Lawyer Tarik Radwan of the rights group, A Woman's Voice International, said torture and harsh detention await North Koreans who are returned to their country.
"A fate too horrible that many actually carry rat poison on their person, swearing that they will not go back alive or they will not go back to experience what they had experienced before," Mr. Radwan said.
Accounts by people who have actually survived the interrogation process describe beatings and near starvation as routine. They said refugees who are forced back home are questioned and detained for an average of three months. Former officials or returnees found with religious literature are assigned long prison terms with hard labor or in some cases face execution.
But Mr. Radwan said North Korean asylum seekers who manage to evade the border police and remain in China also face dangers. "Because they do not have any protection by the Chinese government or any hope of protection by the Chinese government, they basically have to stay totally underground. And what that means, by and large, is that about half of the women end up being sexually trafficked and victimized. In addition to that, they are victimized by extortion, by employers who have them work under extreme conditions and then simply refuse to pay. And if challenged, will say, 'We will just call the authorities on you.'"
The rights group Amnesty International has urged the Chinese government to protect North Korean asylum seekers and end forced repatriations. Amnesty says several dozen North Koreans have won their freedom by seeking asylum in foreign embassies in China, but that escape route runs its own risks.
According to Amnesty, the Chinese government issued a notice last year to embassies and consulates in Beijing asking them to hand over the North Koreans seeking shelter in their embassies.

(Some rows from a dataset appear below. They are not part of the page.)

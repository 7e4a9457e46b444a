use std::time::Duration;

use reqwest::{Client, RequestBuilder, Response};
use serde::{de::DeserializeOwned, Deserialize, Serialize};
use tokio::sync::{Mutex, RwLock};
use tracing::{debug, info, warn};
use url::Url;

use super::{AlertFilter, ApiResult, DataService, PageRequest, ReadingFilter};
use crate::error::ApiError;
use crate::models::{
    Alert, AlertId, LinkForm, NetworkLink, NodeForm, Page, SensorNode, SensorReading, Threshold,
    ThresholdForm, ThresholdId, UserId,
};

// ---

#[derive(Debug, Clone, Deserialize)]
#[serde(rename_all = "camelCase")]
struct Tokens {
    access_token: String,
    #[serde(default)]
    refresh_token: Option<String>,
}

#[derive(Serialize)]
struct LoginRequest<'a> {
    username: &'a str,
    password: &'a str,
}

#[derive(Serialize)]
#[serde(rename_all = "camelCase")]
struct RefreshRequest<'a> {
    refresh_token: &'a str,
}

#[derive(Serialize)]
#[serde(rename_all = "camelCase")]
struct AcknowledgeRequest {
    user_id: UserId,
}

/// REST client for the WSN backend.
///
/// Every request carries the current bearer token. A 401 gets exactly one
/// refresh-and-retry; if the refresh is rejected, or the retried request is
/// rejected again, the tokens are dropped and the call fails with
/// [`ApiError::SessionExpired`]. Every later call fails the same way until
/// [`HttpDataService::login`] succeeds again.
pub struct HttpDataService {
    // ---
    client: Client,
    base_url: Url,
    tokens: RwLock<Option<Tokens>>,
    /// Serializes refreshes so concurrent 401s spend one refresh token.
    refresh_lock: Mutex<()>,
}

impl HttpDataService {
    // ---
    pub fn new(base_url: &str, timeout: Duration) -> ApiResult<Self> {
        // ---
        let base_url = Url::parse(base_url)?;
        if base_url.cannot_be_a_base() {
            return Err(ApiError::InvalidUrl(format!("{} cannot carry a path", base_url)));
        }
        let client = Client::builder().timeout(timeout).build()?;
        Ok(Self {
            client,
            base_url,
            tokens: RwLock::new(None),
            refresh_lock: Mutex::new(()),
        })
    }

    pub async fn login(&self, username: &str, password: &str) -> ApiResult<()> {
        // ---
        let url = self.endpoint(&["api", "auth", "login"])?;
        debug!("POST {}", url);

        let response = self
            .client
            .post(url)
            .json(&LoginRequest { username, password })
            .send()
            .await?;
        let tokens: Tokens = Self::decode(Self::check(response).await?).await?;

        *self.tokens.write().await = Some(tokens);
        info!("Logged in as {}", username);
        Ok(())
    }

    /// Drop the session's tokens.
    pub async fn logout(&self) {
        self.tokens.write().await.take();
    }

    pub async fn access_token(&self) -> Option<String> {
        self.tokens
            .read()
            .await
            .as_ref()
            .map(|t| t.access_token.clone())
    }

    /// Base URL plus `segments`, each percent-encoded as one path segment.
    fn endpoint(&self, segments: &[&str]) -> ApiResult<Url> {
        // ---
        let mut url = self.base_url.clone();
        url.path_segments_mut()
            .map_err(|_| ApiError::InvalidUrl(self.base_url.to_string()))?
            .pop_if_empty()
            .extend(segments);
        Ok(url)
    }

    /// Exchange the refresh token for a new token pair.
    ///
    /// `rejected` is the access token that just got a 401. If another task
    /// already replaced it, the refresh has happened and nothing is sent.
    async fn refresh(&self, rejected: &str) -> ApiResult<()> {
        // ---
        let _guard = self.refresh_lock.lock().await;

        let refresh_token = {
            let tokens = self.tokens.read().await;
            match tokens.as_ref() {
                None => return Err(ApiError::SessionExpired),
                Some(t) if t.access_token != rejected => return Ok(()),
                Some(t) => t.refresh_token.clone().ok_or(ApiError::SessionExpired)?,
            }
        };

        let url = self.endpoint(&["api", "auth", "refresh"])?;
        debug!("POST {}", url);

        let response = self
            .client
            .post(url)
            .json(&RefreshRequest {
                refresh_token: &refresh_token,
            })
            .send()
            .await?;
        let mut fresh: Tokens = Self::decode(Self::check(response).await?).await?;
        if fresh.refresh_token.is_none() {
            fresh.refresh_token = Some(refresh_token);
        }

        *self.tokens.write().await = Some(fresh);
        info!("Access token refreshed");
        Ok(())
    }

    async fn terminate_session(&self) {
        // ---
        warn!("Session terminated, dropping credentials");
        self.logout().await;
    }

    /// Send an authenticated request, handling the single refresh-and-retry.
    async fn send<F>(&self, build: F) -> ApiResult<Response>
    where
        F: Fn(&Client) -> RequestBuilder + Send + Sync,
    {
        // ---
        let token = self.access_token().await.ok_or(ApiError::SessionExpired)?;

        let first = Self::check(build(&self.client).bearer_auth(&token).send().await?).await;
        match first {
            Err(e) if e.is_unauthorized() => {
                debug!("Access token rejected, attempting refresh");
            }
            other => return other,
        }

        match self.refresh(&token).await {
            Ok(()) => {}
            Err(e) if e.is_connectivity() => return Err(e),
            Err(e) => {
                warn!("Token refresh failed: {}", e);
                self.terminate_session().await;
                return Err(ApiError::SessionExpired);
            }
        }

        let token = self.access_token().await.ok_or(ApiError::SessionExpired)?;
        let retried = Self::check(build(&self.client).bearer_auth(&token).send().await?).await;
        match retried {
            Err(e) if e.is_unauthorized() => {
                warn!("Request rejected again after refresh");
                self.terminate_session().await;
                Err(ApiError::SessionExpired)
            }
            other => other,
        }
    }

    async fn send_json<T, F>(&self, build: F) -> ApiResult<T>
    where
        T: DeserializeOwned,
        F: Fn(&Client) -> RequestBuilder + Send + Sync,
    {
        Self::decode(self.send(build).await?).await
    }

    /// Turn a non-success status into a classified error.
    async fn check(response: Response) -> ApiResult<Response> {
        // ---
        let status = response.status();
        if status.is_success() {
            return Ok(response);
        }
        let body = response.text().await.unwrap_or_default();
        debug!("HTTP {} body: {}", status, body);
        Err(ApiError::from_status(status, &body))
    }

    async fn decode<T: DeserializeOwned>(response: Response) -> ApiResult<T> {
        // ---
        let bytes = response.bytes().await?;
        Ok(serde_json::from_slice(&bytes)?)
    }
}

/// A caller-supplied id used as one path segment. `.` and `..` would be
/// dropped by URL normalization and address the parent collection.
fn id_segment<'a>(field: &str, id: &'a str) -> ApiResult<&'a str> {
    // ---
    if id.is_empty() || id == "." || id == ".." {
        return Err(ApiError::validation(
            format!("invalid {}", field),
            [(field.to_string(), "must be a non-empty identifier".to_string())],
        ));
    }
    Ok(id)
}

fn page_query(page: u32, size: u32) -> Vec<(&'static str, String)> {
    vec![("page", page.to_string()), ("size", size.to_string())]
}

impl DataService for HttpDataService {
    // ---
    async fn list_alerts(&self, request: &PageRequest<AlertFilter>) -> ApiResult<Page<Alert>> {
        // ---
        let url = self.endpoint(&["api", "alerts"])?;
        let mut query = page_query(request.page, request.size);
        if let Some(acknowledged) = request.filter.acknowledged {
            query.push(("acknowledged", acknowledged.to_string()));
        }
        debug!("GET {} {:?}", url, query);
        self.send_json(|c| c.get(url.clone()).query(&query)).await
    }

    async fn acknowledge_alert(&self, alert_id: AlertId, user_id: UserId) -> ApiResult<Alert> {
        // ---
        let id = alert_id.to_string();
        let url = self.endpoint(&["api", "alerts", id.as_str(), "acknowledge"])?;
        debug!("PUT {}", url);
        let body = AcknowledgeRequest { user_id };
        self.send_json(|c| c.put(url.clone()).json(&body)).await
    }

    async fn list_nodes(&self, request: &PageRequest<()>) -> ApiResult<Page<SensorNode>> {
        // ---
        let url = self.endpoint(&["api", "nodes"])?;
        let query = page_query(request.page, request.size);
        debug!("GET {} {:?}", url, query);
        self.send_json(|c| c.get(url.clone()).query(&query)).await
    }

    async fn get_node(&self, node_id: &str) -> ApiResult<SensorNode> {
        let url = self.endpoint(&["api", "nodes", id_segment("nodeId", node_id)?])?;
        debug!("GET {}", url);
        self.send_json(|c| c.get(url.clone())).await
    }

    async fn create_node(&self, form: &NodeForm) -> ApiResult<SensorNode> {
        let url = self.endpoint(&["api", "nodes"])?;
        debug!("POST {}", url);
        self.send_json(|c| c.post(url.clone()).json(form)).await
    }

    async fn update_node(&self, node_id: &str, form: &NodeForm) -> ApiResult<SensorNode> {
        let url = self.endpoint(&["api", "nodes", id_segment("nodeId", node_id)?])?;
        debug!("PUT {}", url);
        self.send_json(|c| c.put(url.clone()).json(form)).await
    }

    async fn delete_node(&self, node_id: &str) -> ApiResult<()> {
        // ---
        let url = self.endpoint(&["api", "nodes", id_segment("nodeId", node_id)?])?;
        debug!("DELETE {}", url);
        self.send(|c| c.delete(url.clone())).await?;
        Ok(())
    }

    async fn list_readings(&self, filter: &ReadingFilter) -> ApiResult<Vec<SensorReading>> {
        // ---
        let url = self.endpoint(&["api", "readings"])?;
        let mut query: Vec<(&str, String)> = Vec::new();
        if let Some(sensor_id) = &filter.sensor_id {
            query.push(("sensorId", sensor_id.clone()));
        }
        if let Some(node_id) = &filter.node_id {
            query.push(("nodeId", node_id.clone()));
        }
        if let Some(range) = &filter.range {
            query.push(("start", range.start.to_rfc3339()));
            query.push(("end", range.end.to_rfc3339()));
        }
        debug!("GET {} {:?}", url, query);
        self.send_json(|c| c.get(url.clone()).query(&query)).await
    }

    async fn get_topology(&self) -> ApiResult<Vec<NetworkLink>> {
        let url = self.endpoint(&["api", "topology"])?;
        debug!("GET {}", url);
        self.send_json(|c| c.get(url.clone())).await
    }

    async fn create_link(&self, form: &LinkForm) -> ApiResult<NetworkLink> {
        let url = self.endpoint(&["api", "topology", "links"])?;
        debug!("POST {}", url);
        self.send_json(|c| c.post(url.clone()).json(form)).await
    }

    async fn list_thresholds(&self, request: &PageRequest<()>) -> ApiResult<Page<Threshold>> {
        // ---
        let url = self.endpoint(&["api", "thresholds"])?;
        let query = page_query(request.page, request.size);
        debug!("GET {} {:?}", url, query);
        self.send_json(|c| c.get(url.clone()).query(&query)).await
    }

    async fn update_threshold(
        &self,
        threshold_id: ThresholdId,
        form: &ThresholdForm,
    ) -> ApiResult<Threshold> {
        // ---
        let id = threshold_id.to_string();
        let url = self.endpoint(&["api", "thresholds", id.as_str()])?;
        debug!("PUT {}", url);
        self.send_json(|c| c.put(url.clone()).json(form)).await
    }
}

Human rights activists have called for China to create refugee camps for the North Koreans, but analysts say this is highly unlikely. An Asian diplomat says such a step would embarrass North Korea and he doubts China would be willing to do that to a country it considers an ally.
A spokeswoman for Human Rights Watch, Lubna Freih, said her group wants other U.N. agencies, not just the refugee agency, involved in the effort to protect North Korean asylum seekers. "What we have been calling for is obviously there should be access for the High Commissioner for Refugees. But we also believe that there should be access inside North Korea for the High Commissioner for Human Rights to actually have access to those refugees who are being forcibly returned to North Korea and to be able to ensure that their rights are respected," Mr. Freih said.
Last week, the European Union introduced a resolution accusing North Korea of torture and political killings. The resolution, which is expected to be voted on Wednesday, censures North Korea for treating repatriated asylum seekers as people who have committed treason.
Once convicted of treason, they are liable to punishments ranging from internment to the death penalty.
U.S. Ambassador to the Commission, Jeanne Kirkpatrick, said the United States will co-sponsor the resolution.
Despite the criticism it is facing, North Korea is bidding for one of six seats assigned to the U.N. Human Rights Commission's Asian Group. Mrs. Kirkpatrick says such a move threatens the validity of the top U.N. rights forum.
"It would be in the tradition of the worst human rights offenders seeking to protect themselves by getting elected to the Human Rights Commission. It is a very dismal tradition. I say tradition. It has happened repeatedly in the last four, five years and threatens to undermine the seriousness of the Human Rights Commission," Mrs. Kirkpatrick said.
In recent years, Libya, Zimbabwe, and China have managed to get enough votes to be elected to the Commission.
But human rights activists are vowing to block North Korea's bid. They argue that one of the most repressive and closed regimes in the world should not have any place on the Commission.